- [What you need to do]:
In the entries below, every line that contains "once" must be located and copied.

- [Information given]:
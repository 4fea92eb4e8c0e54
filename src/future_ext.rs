use std::fmt::{self, Debug};
use std::future::Future;
use std::pin::Pin;
use std::task::{Context as TaskCx, Poll};

use futures_util::future::FusedFuture;
use pin_project_lite::pin_project;

use crate::context::Cancelled;
use crate::error::Cause;

pin_project! {
    /// A [`Future`][std::future::Future] for the [`until()`][FutureExt::until()] function.
    #[must_use = "futures do nothing unless you `.await` or poll them"]
    pub struct Until<F> {
        #[pin]
        future: F,
        // Unpin, polled through Pin::new().
        cancelled: Cancelled,
        done: bool,
    }
}

impl<F> Until<F> {
    pub(crate) fn new(future: F, cancelled: Cancelled) -> Self {
        Self {
            future,
            cancelled,
            done: false,
        }
    }

    /// `true` if cancellation was already signalled on the watched
    /// [`Context`][crate::Context].
    pub fn is_cancelled(&self) -> bool {
        self.cancelled.is_cancelled()
    }
}

impl<F> Future for Until<F>
where
    F: Future,
{
    type Output = Result<F::Output, Cause>;

    fn poll(self: Pin<&mut Self>, cx: &mut TaskCx<'_>) -> Poll<Self::Output> {
        let this = self.project();

        if *this.done {
            panic!("Until polled after it returned `Poll::Ready`");
        }

        // Cancellation wins over the wrapped future's readiness.
        if let Poll::Ready(cause) = Pin::new(this.cancelled).poll(cx) {
            *this.done = true;
            return Poll::Ready(Err(cause));
        }

        match this.future.poll(cx) {
            Poll::Ready(output) => {
                *this.done = true;
                Poll::Ready(Ok(output))
            }
            Poll::Pending => Poll::Pending,
        }
    }
}

impl<F> FusedFuture for Until<F>
where
    F: Future,
{
    fn is_terminated(&self) -> bool {
        self.done
    }
}

impl<F> Debug for Until<F>
where
    F: Debug,
{
    fn fmt(&self, f: &mut fmt::Formatter<'_>) -> fmt::Result {
        f.debug_struct("Until")
            .field("future", &self.future)
            .field("cancelled", &self.cancelled)
            .field("done", &self.done)
            .finish()
    }
}

/// A [`Future`][std::future::Future] extension adding the [`.until()`][FutureExt::until()]
/// method, the cooperative-cancellation wrapper for task bodies.
pub trait FutureExt {
    /// Wrap a future to be stopped from resolving once `cancelled` fires,
    /// ie. once the originating [`Context`][crate::Context] or any of its
    /// ancestors is cancelled.
    ///
    /// Yields `Ok()` with the result of the original future, or `Err()` with
    /// the cancellation [`Cause`] if cancellation came first. Cancellation
    /// wins when both are ready at once. There is no `Unpin` requirement on
    /// the wrapped future.
    fn until(self, cancelled: Cancelled) -> Until<Self>
    where
        Self: Sized;
}

impl<F> FutureExt for F
where
    F: Future,
{
    fn until(self, cancelled: Cancelled) -> Until<Self>
    where
        Self: Sized,
    {
        Until::new(self, cancelled)
    }
}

- [Exercise answer]:
    /// Wrap a future to be stopped from resolving once `cancelled` fires,
    /// ie. once the originating [`Context`][crate::Context] or any of its
    /// wins when both are ready at once. There is no `Unpin` requirement on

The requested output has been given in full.